The $2.5 million gift from Cabot Oil & Gas Corp. will boost the college’s $3 million endowment to $4 million. The other $1.5 million will be used for equipment, training, faculty and staff, student curriculum and internships in the college’s School of Petroleum & Natural Gas.
Since the school’s start in 2009, it has grown to include 140 students projected for fall 2014, said the school’s executive director, Richard Marquardt. It offers four majors: petroleum and natural gas technology, measurement, business administration and natural gas compression technology.
Plans are to expand the school to serve 300 students, Marquardt said.
Starting the school was a risk more than five years ago, said the college’s president Mark Volk at an event celebrating the gift Friday.

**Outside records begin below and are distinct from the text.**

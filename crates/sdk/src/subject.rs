//! Subject identity types
//!
//! Subjects live in named collections (`user`, `group`, ...). The core never
//! interprets these values; backends produce them and callers read them.

use std::fmt;

/// Reference to a subject that may or may not be loaded
#[derive(Debug, Clone, PartialEq, Eq, Hash, PartialOrd, Ord)]
pub struct SubjectRef {
    collection: String,
    identifier: String,
}

impl SubjectRef {
    /// Create a reference to `identifier` inside `collection`
    pub fn new(collection: impl Into<String>, identifier: impl Into<String>) -> Self {
        Self {
            collection: collection.into(),
            identifier: identifier.into(),
        }
    }

    /// Collection type the subject belongs to (e.g. "group")
    pub fn collection(&self) -> &str {
        &self.collection
    }

    /// Identifier within the collection
    pub fn identifier(&self) -> &str {
        &self.identifier
    }
}

impl fmt::Display for SubjectRef {
    fn fmt(&self, f: &mut fmt::Formatter<'_>) -> fmt::Result {
        write!(f, "{}:{}", self.collection, self.identifier)
    }
}

/// A subject that is currently loaded in memory
///
/// Equality and hashing only consider the reference, so two snapshots of the
/// same subject collapse to one map key.
#[derive(Debug, Clone)]
pub struct Subject {
    reference: SubjectRef,
    friendly_name: Option<String>,
}

impl Subject {
    /// Create a loaded subject snapshot
    pub fn new(reference: SubjectRef) -> Self {
        Self {
            reference,
            friendly_name: None,
        }
    }

    /// Attach a display name (e.g. the last known player name)
    pub fn with_friendly_name(mut self, name: impl Into<String>) -> Self {
        self.friendly_name = Some(name.into());
        self
    }

    /// The subject's reference
    pub fn reference(&self) -> &SubjectRef {
        &self.reference
    }

    /// Display name, if the backend knows one
    pub fn friendly_name(&self) -> Option<&str> {
        self.friendly_name.as_deref()
    }
}

impl PartialEq for Subject {
    fn eq(&self, other: &Self) -> bool {
        self.reference == other.reference
    }
}

impl Eq for Subject {}

impl std::hash::Hash for Subject {
    fn hash<H: std::hash::Hasher>(&self, state: &mut H) {
        self.reference.hash(state);
    }
}

#[cfg(test)]
mod tests {
    use super::*;
    use std::collections::HashMap;

    #[test]
    fn test_subject_ref_display() {
        let subject = SubjectRef::new("group", "admin");
        assert_eq!(subject.to_string(), "group:admin");
        assert_eq!(subject.collection(), "group");
        assert_eq!(subject.identifier(), "admin");
    }

    #[test]
    fn test_subject_identity_ignores_name() {
        let a = Subject::new(SubjectRef::new("user", "1234")).with_friendly_name("zml");
        let b = Subject::new(SubjectRef::new("user", "1234"));
        assert_eq!(a, b);

        let mut map = HashMap::new();
        map.insert(a, true);
        map.insert(b, false);
        assert_eq!(map.len(), 1);
    }
}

The Marcellus Shale gas reserves in Susquehanna County were not yet proven and the industry’s long-term presence was less certain.
“Let’s take a chance,” Volk said he remembers thinking. “Somebody’s got to do this.”
Today, Cabot’s wells in Susquehanna are the top-producing in the state, and the School of Petroleum & Natural Gas has a center in New Milford where students get hands-on experience with the same equipment used in the industry. Its instructors are mostly retired petroleum engineers, many with multiple degrees, Marquardt said.
He said the school offers summer internship opportunities at Cabot, Linde Corp. and Williams, all companies with a presence in the Marcellus Shale region. Graduating students have a 90 percent placement rate in the industry.
Cabot’s last major gift was just over $2 million in 2012 to help build a new Montrose facility for Endless Mountains Health Systems. The gift to Lackawanna College is its largest ever, Cabot external affairs coordinator Bill desRosiers said.
With 200,000 acres in holdings, the company plans to drill 100 more wells this year and 3,000 wells in the future.
Cabot will be here for decades, said Phil Stalnaker, Cabot’s vice president of operations for its north region.
“We are part of the community,” he said. “The nice thing about hiring locals is they’re already part of the community.”